(Beginning of Input)
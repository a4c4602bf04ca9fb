//! HTTP listener lifecycle.
//!
//! 1. **Bind**: open the TCP listener on the resolved address
//! 2. **Serve**: hand connections to the router, one task per request
//! 3. **Shutdown**: stop accepting on SIGINT/SIGTERM (Ctrl+C on Windows) and
//!    let in-flight requests finish

use std::net::SocketAddr;

use axum::Router;
use tokio::net::TcpListener;

use crate::error::ServeError;

/// An MCP server bound to one address.
#[derive(Debug)]
pub struct McpHttpServer {
    addr: SocketAddr,
    router: Router,
}

impl McpHttpServer {
    /// Creates a server for `router` on `addr`.
    #[must_use]
    pub const fn new(addr: SocketAddr, router: Router) -> Self {
        Self { addr, router }
    }

    /// The configured listen address.
    #[must_use]
    pub const fn addr(&self) -> SocketAddr {
        self.addr
    }

    /// Binds and serves until a shutdown signal arrives.
    ///
    /// # Errors
    ///
    /// Returns an error if the TCP bind fails or the server loop fails.
    pub async fn run(self) -> Result<(), ServeError> {
        let listener = TcpListener::bind(self.addr)
            .await
            .map_err(|e| ServeError::Bind {
                addr: self.addr.to_string(),
                source: e,
            })?;

        self.serve(listener, shutdown_signal()).await
    }

    /// Serves on an already bound listener until `shutdown` resolves.
    ///
    /// # Errors
    ///
    /// Returns an error if the server loop fails.
    pub async fn serve(
        self,
        listener: TcpListener,
        shutdown: impl std::future::Future<Output = ()> + Send + 'static,
    ) -> Result<(), ServeError> {
        let local = listener.local_addr().unwrap_or(self.addr);
        tracing::info!(addr = %local, "MCP HTTP server listening");

        axum::serve(listener, self.router)
            .with_graceful_shutdown(shutdown)
            .await
            .map_err(ServeError::Serve)?;

        tracing::info!("Server shutdown complete");
        Ok(())
    }
}

/// Resolves when the process is asked to stop.
#[cfg(unix)]
pub async fn shutdown_signal() {
    use tokio::signal::unix::{signal, SignalKind};

    let (Ok(mut sigint), Ok(mut sigterm)) = (
        signal(SignalKind::interrupt()),
        signal(SignalKind::terminate()),
    ) else {
        tracing::warn!("Could not install signal handlers, shutdown only by kill");
        return std::future::pending::<()>().await;
    };

    tokio::select! {
        _ = sigint.recv() => {
            tracing::info!("Received SIGINT, initiating graceful shutdown");
        }
        _ = sigterm.recv() => {
            tracing::info!("Received SIGTERM, initiating graceful shutdown");
        }
    }
}

/// Resolves when the process is asked to stop.
#[cfg(windows)]
pub async fn shutdown_signal() {
    if tokio::signal::ctrl_c().await.is_ok() {
        tracing::info!("Received Ctrl+C, initiating graceful shutdown");
    } else {
        tracing::warn!("Could not install Ctrl+C handler, shutdown only by kill");
        std::future::pending::<()>().await;
    }
}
(End of Input)
- Try it -
If a line in the records above contains the string "SocketAddr", copy that line out.

- Result of this task -
use std::net::SocketAddr;
    addr: SocketAddr,
    pub const fn new(addr: SocketAddr, router: Router) -> Self {
    pub const fn addr(&self) -> SocketAddr {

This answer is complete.